▸ **Description of the task**
The expected answer is the set of lines in the data below between the line holding "use std::f64::consts::PI;" and the line holding "pub struct StrainConfig", inclusive, written out exactly.

Saved entries
Segment Open

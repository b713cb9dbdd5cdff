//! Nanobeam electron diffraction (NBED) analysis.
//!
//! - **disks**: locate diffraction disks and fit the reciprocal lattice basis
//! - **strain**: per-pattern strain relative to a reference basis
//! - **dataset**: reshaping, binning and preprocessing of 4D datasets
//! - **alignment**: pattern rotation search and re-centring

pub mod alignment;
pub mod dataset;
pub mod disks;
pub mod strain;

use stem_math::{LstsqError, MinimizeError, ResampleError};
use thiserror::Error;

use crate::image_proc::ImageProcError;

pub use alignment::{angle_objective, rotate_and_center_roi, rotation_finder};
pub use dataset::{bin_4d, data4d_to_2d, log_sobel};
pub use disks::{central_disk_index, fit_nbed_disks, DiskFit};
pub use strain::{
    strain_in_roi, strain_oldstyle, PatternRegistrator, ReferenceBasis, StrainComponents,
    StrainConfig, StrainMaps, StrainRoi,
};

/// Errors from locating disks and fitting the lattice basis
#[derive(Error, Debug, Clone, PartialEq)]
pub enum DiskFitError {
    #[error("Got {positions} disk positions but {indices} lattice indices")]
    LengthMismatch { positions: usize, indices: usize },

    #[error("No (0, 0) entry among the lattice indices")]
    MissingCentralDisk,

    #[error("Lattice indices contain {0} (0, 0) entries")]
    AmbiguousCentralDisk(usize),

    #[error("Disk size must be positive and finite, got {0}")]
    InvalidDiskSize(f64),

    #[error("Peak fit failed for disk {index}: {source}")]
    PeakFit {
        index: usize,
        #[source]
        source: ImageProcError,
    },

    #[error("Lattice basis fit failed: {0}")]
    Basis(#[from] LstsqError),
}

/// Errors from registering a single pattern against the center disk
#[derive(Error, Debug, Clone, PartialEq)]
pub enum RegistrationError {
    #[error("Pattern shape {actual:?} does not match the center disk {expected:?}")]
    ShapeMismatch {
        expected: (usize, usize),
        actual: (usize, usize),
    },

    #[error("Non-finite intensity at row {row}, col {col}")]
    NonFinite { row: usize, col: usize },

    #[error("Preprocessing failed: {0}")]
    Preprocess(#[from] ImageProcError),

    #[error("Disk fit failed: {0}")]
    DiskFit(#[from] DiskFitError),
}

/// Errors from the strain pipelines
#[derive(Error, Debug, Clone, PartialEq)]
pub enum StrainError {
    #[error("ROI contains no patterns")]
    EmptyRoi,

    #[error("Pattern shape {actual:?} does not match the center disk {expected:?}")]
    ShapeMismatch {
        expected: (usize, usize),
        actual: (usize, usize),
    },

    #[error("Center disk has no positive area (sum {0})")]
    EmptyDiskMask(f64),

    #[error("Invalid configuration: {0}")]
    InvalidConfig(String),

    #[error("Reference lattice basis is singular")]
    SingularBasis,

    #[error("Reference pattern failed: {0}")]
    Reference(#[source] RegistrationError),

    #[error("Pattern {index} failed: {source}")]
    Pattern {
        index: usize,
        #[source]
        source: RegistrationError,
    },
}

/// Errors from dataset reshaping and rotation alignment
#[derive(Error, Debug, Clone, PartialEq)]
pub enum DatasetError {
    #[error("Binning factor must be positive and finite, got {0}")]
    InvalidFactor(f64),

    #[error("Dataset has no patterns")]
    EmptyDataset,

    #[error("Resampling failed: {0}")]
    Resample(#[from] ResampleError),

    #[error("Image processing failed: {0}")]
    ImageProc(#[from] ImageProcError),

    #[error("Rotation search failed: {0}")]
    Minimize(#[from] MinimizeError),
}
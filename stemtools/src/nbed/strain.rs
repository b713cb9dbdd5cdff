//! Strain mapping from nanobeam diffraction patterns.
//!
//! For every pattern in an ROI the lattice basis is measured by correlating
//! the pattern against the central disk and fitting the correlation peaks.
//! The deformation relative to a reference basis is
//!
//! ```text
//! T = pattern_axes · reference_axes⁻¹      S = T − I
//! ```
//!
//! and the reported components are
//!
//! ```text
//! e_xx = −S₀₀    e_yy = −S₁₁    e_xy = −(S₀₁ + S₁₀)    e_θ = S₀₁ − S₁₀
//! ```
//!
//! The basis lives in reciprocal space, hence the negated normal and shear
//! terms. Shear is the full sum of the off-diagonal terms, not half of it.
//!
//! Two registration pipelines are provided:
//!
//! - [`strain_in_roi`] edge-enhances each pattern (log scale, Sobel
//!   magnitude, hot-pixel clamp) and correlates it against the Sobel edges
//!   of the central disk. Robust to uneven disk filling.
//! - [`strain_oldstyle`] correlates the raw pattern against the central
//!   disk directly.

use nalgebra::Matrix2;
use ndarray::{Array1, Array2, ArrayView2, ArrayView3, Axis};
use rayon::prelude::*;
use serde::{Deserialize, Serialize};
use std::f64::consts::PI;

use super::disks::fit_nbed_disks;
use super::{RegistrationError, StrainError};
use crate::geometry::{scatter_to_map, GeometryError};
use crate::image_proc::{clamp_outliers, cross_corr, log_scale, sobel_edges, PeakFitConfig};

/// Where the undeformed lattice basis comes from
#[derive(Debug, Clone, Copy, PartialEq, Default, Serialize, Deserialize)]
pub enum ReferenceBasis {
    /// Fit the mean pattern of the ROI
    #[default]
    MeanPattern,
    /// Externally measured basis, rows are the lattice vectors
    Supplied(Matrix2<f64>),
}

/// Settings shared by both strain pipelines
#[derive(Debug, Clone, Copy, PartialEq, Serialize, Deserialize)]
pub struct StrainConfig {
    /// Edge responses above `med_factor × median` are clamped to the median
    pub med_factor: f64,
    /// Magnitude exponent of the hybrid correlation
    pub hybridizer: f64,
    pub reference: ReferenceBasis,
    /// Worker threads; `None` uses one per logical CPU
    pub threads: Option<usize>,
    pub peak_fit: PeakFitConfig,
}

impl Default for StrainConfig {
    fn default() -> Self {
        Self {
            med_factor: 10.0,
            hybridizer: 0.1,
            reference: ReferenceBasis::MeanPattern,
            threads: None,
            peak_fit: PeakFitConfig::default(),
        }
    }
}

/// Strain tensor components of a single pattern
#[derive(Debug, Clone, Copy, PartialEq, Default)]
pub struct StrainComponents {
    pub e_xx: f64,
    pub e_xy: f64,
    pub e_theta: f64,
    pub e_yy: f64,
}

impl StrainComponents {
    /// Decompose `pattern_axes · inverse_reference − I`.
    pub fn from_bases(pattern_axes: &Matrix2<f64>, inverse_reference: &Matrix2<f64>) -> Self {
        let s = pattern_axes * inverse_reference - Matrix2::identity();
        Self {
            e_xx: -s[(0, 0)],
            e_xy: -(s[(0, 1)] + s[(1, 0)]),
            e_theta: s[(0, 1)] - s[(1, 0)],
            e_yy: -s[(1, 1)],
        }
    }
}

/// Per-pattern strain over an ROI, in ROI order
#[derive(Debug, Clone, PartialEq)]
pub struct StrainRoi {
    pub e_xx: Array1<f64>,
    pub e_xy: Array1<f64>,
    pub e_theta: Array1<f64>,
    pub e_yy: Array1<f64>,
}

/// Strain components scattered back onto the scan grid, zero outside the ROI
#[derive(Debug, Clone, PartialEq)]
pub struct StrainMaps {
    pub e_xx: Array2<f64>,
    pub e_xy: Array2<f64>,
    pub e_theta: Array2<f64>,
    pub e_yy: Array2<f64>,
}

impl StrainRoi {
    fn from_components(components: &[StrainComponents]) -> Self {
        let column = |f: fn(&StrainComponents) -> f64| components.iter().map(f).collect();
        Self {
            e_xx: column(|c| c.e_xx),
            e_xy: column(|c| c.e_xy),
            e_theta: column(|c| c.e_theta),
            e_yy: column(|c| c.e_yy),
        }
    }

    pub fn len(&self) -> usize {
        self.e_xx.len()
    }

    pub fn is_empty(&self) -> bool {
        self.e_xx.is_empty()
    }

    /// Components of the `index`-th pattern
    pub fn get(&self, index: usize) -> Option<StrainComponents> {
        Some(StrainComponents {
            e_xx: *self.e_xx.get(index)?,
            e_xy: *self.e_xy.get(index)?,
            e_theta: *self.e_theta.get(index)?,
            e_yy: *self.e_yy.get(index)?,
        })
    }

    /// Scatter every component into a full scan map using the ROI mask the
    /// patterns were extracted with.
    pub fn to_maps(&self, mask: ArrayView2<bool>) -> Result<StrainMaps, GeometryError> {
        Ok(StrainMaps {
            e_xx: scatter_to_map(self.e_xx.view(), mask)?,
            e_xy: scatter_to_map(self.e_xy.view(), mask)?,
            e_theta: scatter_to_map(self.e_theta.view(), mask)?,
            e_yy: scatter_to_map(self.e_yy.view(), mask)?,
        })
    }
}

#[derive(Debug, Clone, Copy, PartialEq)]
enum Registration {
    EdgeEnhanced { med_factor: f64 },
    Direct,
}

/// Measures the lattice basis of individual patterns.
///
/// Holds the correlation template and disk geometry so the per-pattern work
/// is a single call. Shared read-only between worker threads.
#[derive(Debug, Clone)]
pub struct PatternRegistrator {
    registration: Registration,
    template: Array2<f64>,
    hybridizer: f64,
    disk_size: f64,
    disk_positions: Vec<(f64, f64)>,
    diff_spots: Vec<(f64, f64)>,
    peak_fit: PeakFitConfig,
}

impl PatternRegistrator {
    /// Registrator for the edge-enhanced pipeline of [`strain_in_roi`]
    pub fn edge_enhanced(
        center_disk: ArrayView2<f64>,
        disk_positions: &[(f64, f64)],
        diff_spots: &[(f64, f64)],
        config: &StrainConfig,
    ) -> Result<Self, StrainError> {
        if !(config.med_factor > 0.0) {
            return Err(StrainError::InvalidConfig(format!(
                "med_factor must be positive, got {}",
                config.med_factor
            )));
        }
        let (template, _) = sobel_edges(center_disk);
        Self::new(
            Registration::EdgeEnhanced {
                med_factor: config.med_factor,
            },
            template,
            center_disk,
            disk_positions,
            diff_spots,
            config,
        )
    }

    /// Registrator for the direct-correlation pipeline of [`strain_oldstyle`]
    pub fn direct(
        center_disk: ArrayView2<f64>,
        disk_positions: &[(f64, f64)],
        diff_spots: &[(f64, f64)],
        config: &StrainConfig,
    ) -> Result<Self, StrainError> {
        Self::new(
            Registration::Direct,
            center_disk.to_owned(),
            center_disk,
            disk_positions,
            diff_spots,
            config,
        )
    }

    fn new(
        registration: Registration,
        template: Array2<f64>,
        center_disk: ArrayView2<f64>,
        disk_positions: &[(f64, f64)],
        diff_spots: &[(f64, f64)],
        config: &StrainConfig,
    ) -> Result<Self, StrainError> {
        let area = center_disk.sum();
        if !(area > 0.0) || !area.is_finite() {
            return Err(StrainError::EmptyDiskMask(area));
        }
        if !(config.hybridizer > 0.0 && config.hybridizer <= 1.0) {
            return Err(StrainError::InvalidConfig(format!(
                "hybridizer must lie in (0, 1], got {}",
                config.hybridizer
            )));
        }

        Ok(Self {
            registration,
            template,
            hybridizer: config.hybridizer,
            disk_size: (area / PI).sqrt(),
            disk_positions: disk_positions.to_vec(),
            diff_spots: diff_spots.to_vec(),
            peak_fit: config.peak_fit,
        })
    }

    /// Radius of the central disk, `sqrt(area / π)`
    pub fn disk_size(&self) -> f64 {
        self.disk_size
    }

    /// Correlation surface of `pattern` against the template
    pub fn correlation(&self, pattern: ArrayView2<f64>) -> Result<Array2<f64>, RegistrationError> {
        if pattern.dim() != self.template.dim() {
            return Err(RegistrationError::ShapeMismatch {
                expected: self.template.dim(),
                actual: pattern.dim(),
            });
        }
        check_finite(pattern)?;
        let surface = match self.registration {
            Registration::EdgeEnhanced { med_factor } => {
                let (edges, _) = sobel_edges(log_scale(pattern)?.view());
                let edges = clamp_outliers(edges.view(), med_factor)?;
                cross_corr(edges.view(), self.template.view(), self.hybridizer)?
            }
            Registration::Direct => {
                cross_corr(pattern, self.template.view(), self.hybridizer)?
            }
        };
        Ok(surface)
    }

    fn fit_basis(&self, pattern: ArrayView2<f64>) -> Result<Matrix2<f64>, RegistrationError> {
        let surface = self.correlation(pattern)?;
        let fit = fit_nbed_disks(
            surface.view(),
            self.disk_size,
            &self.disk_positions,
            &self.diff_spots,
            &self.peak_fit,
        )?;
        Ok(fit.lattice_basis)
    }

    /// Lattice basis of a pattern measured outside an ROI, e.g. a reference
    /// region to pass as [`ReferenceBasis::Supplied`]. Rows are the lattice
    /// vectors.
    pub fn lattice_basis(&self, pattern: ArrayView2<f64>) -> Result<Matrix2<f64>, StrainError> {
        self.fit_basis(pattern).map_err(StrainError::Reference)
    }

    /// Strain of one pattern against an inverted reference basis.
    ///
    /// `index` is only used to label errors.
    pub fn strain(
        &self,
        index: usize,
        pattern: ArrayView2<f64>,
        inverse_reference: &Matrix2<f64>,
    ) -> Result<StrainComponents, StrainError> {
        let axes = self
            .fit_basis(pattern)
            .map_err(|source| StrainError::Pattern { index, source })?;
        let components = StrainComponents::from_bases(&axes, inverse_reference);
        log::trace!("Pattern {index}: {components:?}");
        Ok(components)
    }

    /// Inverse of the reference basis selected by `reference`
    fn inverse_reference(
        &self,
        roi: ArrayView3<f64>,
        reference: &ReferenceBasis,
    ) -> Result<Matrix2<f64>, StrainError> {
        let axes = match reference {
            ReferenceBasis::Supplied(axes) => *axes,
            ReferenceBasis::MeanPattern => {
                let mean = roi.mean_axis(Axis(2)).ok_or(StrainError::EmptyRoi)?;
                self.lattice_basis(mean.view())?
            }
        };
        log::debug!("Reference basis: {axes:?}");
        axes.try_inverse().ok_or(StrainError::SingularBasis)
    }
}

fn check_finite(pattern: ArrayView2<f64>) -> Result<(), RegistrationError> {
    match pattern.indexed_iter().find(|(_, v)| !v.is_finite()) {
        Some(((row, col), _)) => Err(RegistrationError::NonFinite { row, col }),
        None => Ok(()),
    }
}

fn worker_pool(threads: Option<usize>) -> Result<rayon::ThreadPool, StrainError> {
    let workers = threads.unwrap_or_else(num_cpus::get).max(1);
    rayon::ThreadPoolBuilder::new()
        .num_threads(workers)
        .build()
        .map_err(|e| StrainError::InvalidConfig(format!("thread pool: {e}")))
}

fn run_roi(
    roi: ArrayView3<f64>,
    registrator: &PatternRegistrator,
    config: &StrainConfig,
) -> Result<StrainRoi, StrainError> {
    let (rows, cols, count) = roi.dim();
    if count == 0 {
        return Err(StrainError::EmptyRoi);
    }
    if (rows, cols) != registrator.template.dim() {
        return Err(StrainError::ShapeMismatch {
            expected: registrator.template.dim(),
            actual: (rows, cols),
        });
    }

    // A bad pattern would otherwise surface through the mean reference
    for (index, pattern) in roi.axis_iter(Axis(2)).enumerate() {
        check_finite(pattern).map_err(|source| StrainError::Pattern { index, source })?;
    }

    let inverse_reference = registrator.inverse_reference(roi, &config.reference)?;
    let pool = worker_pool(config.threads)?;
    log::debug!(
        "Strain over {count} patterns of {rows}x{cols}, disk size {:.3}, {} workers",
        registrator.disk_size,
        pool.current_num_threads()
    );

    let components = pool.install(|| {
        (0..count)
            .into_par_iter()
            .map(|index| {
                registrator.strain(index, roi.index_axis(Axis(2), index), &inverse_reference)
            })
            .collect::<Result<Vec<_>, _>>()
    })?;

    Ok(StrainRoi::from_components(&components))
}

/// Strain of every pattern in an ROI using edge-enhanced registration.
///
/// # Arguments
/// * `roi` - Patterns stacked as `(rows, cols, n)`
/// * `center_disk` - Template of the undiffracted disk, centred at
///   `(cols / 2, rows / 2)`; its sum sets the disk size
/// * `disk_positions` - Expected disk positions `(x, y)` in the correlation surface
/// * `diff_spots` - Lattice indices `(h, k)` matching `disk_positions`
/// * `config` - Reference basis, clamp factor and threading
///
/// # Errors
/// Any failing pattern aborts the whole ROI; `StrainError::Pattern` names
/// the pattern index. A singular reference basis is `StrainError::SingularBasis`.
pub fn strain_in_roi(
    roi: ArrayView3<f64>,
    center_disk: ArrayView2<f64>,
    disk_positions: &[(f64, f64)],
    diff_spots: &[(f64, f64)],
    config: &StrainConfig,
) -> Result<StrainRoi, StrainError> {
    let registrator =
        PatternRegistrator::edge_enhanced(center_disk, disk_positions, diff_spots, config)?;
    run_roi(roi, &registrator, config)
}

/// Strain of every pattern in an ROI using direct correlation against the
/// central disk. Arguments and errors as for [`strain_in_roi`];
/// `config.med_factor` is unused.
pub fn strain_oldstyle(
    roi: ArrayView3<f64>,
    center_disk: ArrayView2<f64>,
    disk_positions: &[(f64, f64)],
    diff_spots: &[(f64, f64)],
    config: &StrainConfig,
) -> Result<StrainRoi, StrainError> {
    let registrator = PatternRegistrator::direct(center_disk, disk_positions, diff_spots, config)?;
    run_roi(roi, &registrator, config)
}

Segment Closed

▸ **Problem solution**
use std::f64::consts::PI;

use super::disks::fit_nbed_disks;
use super::{RegistrationError, StrainError};
use crate::geometry::{scatter_to_map, GeometryError};
use crate::image_proc::{clamp_outliers, cross_corr, log_scale, sobel_edges, PeakFitConfig};

/// Where the undeformed lattice basis comes from
#[derive(Debug, Clone, Copy, PartialEq, Default, Serialize, Deserialize)]
pub enum ReferenceBasis {
    /// Fit the mean pattern of the ROI
    #[default]
    MeanPattern,
    /// Externally measured basis, rows are the lattice vectors
    Supplied(Matrix2<f64>),
}

/// Settings shared by both strain pipelines
#[derive(Debug, Clone, Copy, PartialEq, Serialize, Deserialize)]
pub struct StrainConfig {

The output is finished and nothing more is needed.